I risultati dei dati FOMC sono usciti:
I tassi di interesse rimangono tra il 3,50% e il 3,75%.
Inflazione dal 2,8% al 3,0%, chiaramente superiore all'obiettivo del 2%.
Tasso di disoccupazione al 4,4%, mercato del lavoro stabile.
La crescita economica non è debole, la spesa in capitale legata all'IA continua ad accelerare. In questo contesto, la Federal Reserve non ha alcuna urgenza di abbassare i tassi anticipatamente.
Due membri supportano una riduzione dei tassi di 25 punti base, questo è solo un segnale di un'inizio di flessibilità interna, non un cambiamento di direzione. La vera logica dominante è che l'inflazione non è ancora completamente riportata nell'intervallo obiettivo. Finché l'inflazione rimane intorno al 3%, la Federal Reserve non agirà facilmente a marzo o aprile.
Non ci si aspetta una riduzione dei tassi nei prossimi mesi. È molto probabile che a marzo e aprile rimangano fermi.
La vera finestra temporale è più vicina a giugno. La ragione è semplice, a quel punto ci saranno più dati sull'inflazione per confermare la tendenza. Se per diversi mesi si mostra un'inflazione stabile in discesa e il tasso di disoccupazione inizia a indebolirsi marginalmente, ci sarà spazio per la politica.

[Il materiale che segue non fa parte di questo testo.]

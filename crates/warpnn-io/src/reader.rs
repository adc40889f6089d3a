//! UCR-style labelled time series reader.

use std::path::{Path, PathBuf};

use tracing::{debug, info, instrument};
use warpnn_distance::TimeSeries;
use warpnn_nn::Sequence;

use crate::IoError;
use crate::domain::{Dataset, LabelMap};

/// Reads labelled time series in the UCR archive layout.
///
/// Expected format:
/// - No header row
/// - `label<delim>v0<delim>v1<delim>...`, one series per row
/// - Rows may differ in length; trailing empty or `NaN` cells are padding and are dropped
///
/// # Defaults
///
/// | Parameter   | Default |
/// |-------------|---------|
/// | `delimiter` | `,`     |
///
/// # Errors
///
/// | Variant | Condition |
/// |---|---|
/// | [`IoError::FileNotFound`] | File doesn't exist or is unreadable |
/// | [`IoError::CsvParse`] | Malformed CSV record |
/// | [`IoError::EmptyDataset`] | Zero data rows |
/// | [`IoError::MissingLabel`] | Label column is blank |
/// | [`IoError::EmptyRow`] | Row has no values after padding is removed |
/// | [`IoError::NonFiniteValue`] | Cell is unparseable, infinite, or NaN before the end of the row |
#[derive(Debug, Clone)]
pub struct UcrReader {
    path: PathBuf,
    delimiter: u8,
}

impl UcrReader {
    /// Create a new reader for the given file path.
    #[must_use]
    pub fn new(path: &Path) -> Self {
        Self {
            path: path.to_path_buf(),
            delimiter: b',',
        }
    }

    /// Use `delimiter` between cells (the 2018 archive uses tabs).
    #[must_use]
    pub fn with_delimiter(mut self, delimiter: u8) -> Self {
        self.delimiter = delimiter;
        self
    }

    /// Read and validate the file, assigning class labels through `labels`.
    #[instrument(skip(self, labels), fields(path = %self.path.display()))]
    pub fn read(&self, labels: &mut LabelMap) -> Result<Dataset, IoError> {
        let file = std::fs::File::open(&self.path).map_err(|e| IoError::FileNotFound {
            path: self.path.clone(),
            source: e,
        })?;

        // flexible(true): variable-length rows are valid in this format.
        let mut rdr = csv::ReaderBuilder::new()
            .has_headers(false)
            .flexible(true)
            .trim(csv::Trim::All)
            .delimiter(self.delimiter)
            .from_reader(file);

        let mut sequences = Vec::new();
        for (row_index, result) in rdr.records().enumerate() {
            let record = result.map_err(|e| IoError::CsvParse {
                path: self.path.clone(),
                offset: e.position().map_or(0, |p| p.byte()),
                source: e,
            })?;

            let raw_label = record.get(0).unwrap_or("");
            if raw_label.is_empty() {
                return Err(IoError::MissingLabel {
                    path: self.path.clone(),
                    row_index,
                });
            }

            let values = self.parse_values(&record, row_index)?;
            let series = TimeSeries::new(values).map_err(|_| IoError::EmptyRow {
                path: self.path.clone(),
                row_index,
            })?;
            sequences.push(Sequence::univariate(series, labels.intern(raw_label)));
        }

        if sequences.is_empty() {
            return Err(IoError::EmptyDataset {
                path: self.path.clone(),
            });
        }

        let dataset = Dataset { sequences };
        info!(
            n_sequences = dataset.len(),
            max_len = dataset.max_len(),
            n_classes = labels.len(),
            "dataset loaded"
        );
        Ok(dataset)
    }

    fn parse_values(&self, record: &csv::StringRecord, row_index: usize) -> Result<Vec<f64>, IoError> {
        let cells: Vec<&str> = record.iter().skip(1).collect();
        let padding = cells
            .iter()
            .rev()
            .take_while(|c| c.is_empty() || c.eq_ignore_ascii_case("nan"))
            .count();
        if padding > 0 {
            debug!(row_index, padding, "dropped trailing padding");
        }

        let body = &cells[..cells.len() - padding];
        body.iter()
            .enumerate()
            .map(|(col_index, raw)| match raw.parse::<f64>() {
                Ok(v) if v.is_finite() => Ok(v),
                _ => Err(IoError::NonFiniteValue {
                    path: self.path.clone(),
                    row_index,
                    col_index,
                    raw: (*raw).to_string(),
                }),
            })
            .collect()
    }
}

Nel breve termine non ci sarà riduzione dei tassi, la liquidità non verrà improvvisamente rilasciata, gli asset a rischio probabilmente manterranno una volatilità elevata anziché aumentare linearmente. Ma una volta che il mercato inizia a essere certo di un cambiamento a giugno, il mercato di solito inizia uno o due mesi prima, e non aspetta il giorno effettivo della riduzione dei tassi.
Marzo e aprile potrebbero continuare a essere volatili, maggio vedrà un aumento delle aspettative, e giugno sarà la vera finestra di cambiamento della politica. Se ci sarà un grande movimento, è più probabile che si sviluppi attorno a quel punto temporale piuttosto che ora.